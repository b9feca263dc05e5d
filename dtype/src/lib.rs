//! Element types that kernels can be specialized for.
//!
//! An [`ElementType`] is the abstract numeric type of a buffer. Operations
//! support a fixed subset of these; the mapping to device scalar spellings
//! lives in `sigkern-codegen`.

pub mod element;


pub use element::Element;

/// Abstract numeric element type of a buffer.
#[derive(Debug, Clone, Copy, PartialEq, Eq, Hash, PartialOrd, Ord)]
#[derive(strum::Display, strum::EnumString, strum::IntoStaticStr)]
#[derive(strum::EnumCount, strum::EnumIter, strum::VariantArray)]
#[strum(serialize_all = "lowercase", ascii_case_insensitive)]
pub enum ElementType {
    Int32,
    Int64,
    Float32,
    Float64,
    /// Two packed `f32` values (real, imaginary).
    Complex64,
    /// Two packed `f64` values (real, imaginary).
    Complex128,
}

impl ElementType {
    pub const fn bytes(&self) -> usize {
        match self {
            Self::Int32 | Self::Float32 => 4,
            Self::Int64 | Self::Float64 | Self::Complex64 => 8,
            Self::Complex128 => 16,
        }
    }

    pub const fn is_int(&self) -> bool {
        matches!(self, Self::Int32 | Self::Int64)
    }

    pub const fn is_float(&self) -> bool {
        matches!(self, Self::Float32 | Self::Float64)
    }

    pub const fn is_complex(&self) -> bool {
        matches!(self, Self::Complex64 | Self::Complex128)
    }

    /// Canonical lowercase name (`"float32"`, `"complex128"`, ...).
    pub fn name(&self) -> &'static str {
        self.into()
    }
}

────────────────

## PROBLEM:
Pull out each line of the listing that holds the string "imaginary".

## TASK ANSWER:
    /// Two packed `f32` values (real, imaginary).
    /// Two packed `f64` values (real, imaginary).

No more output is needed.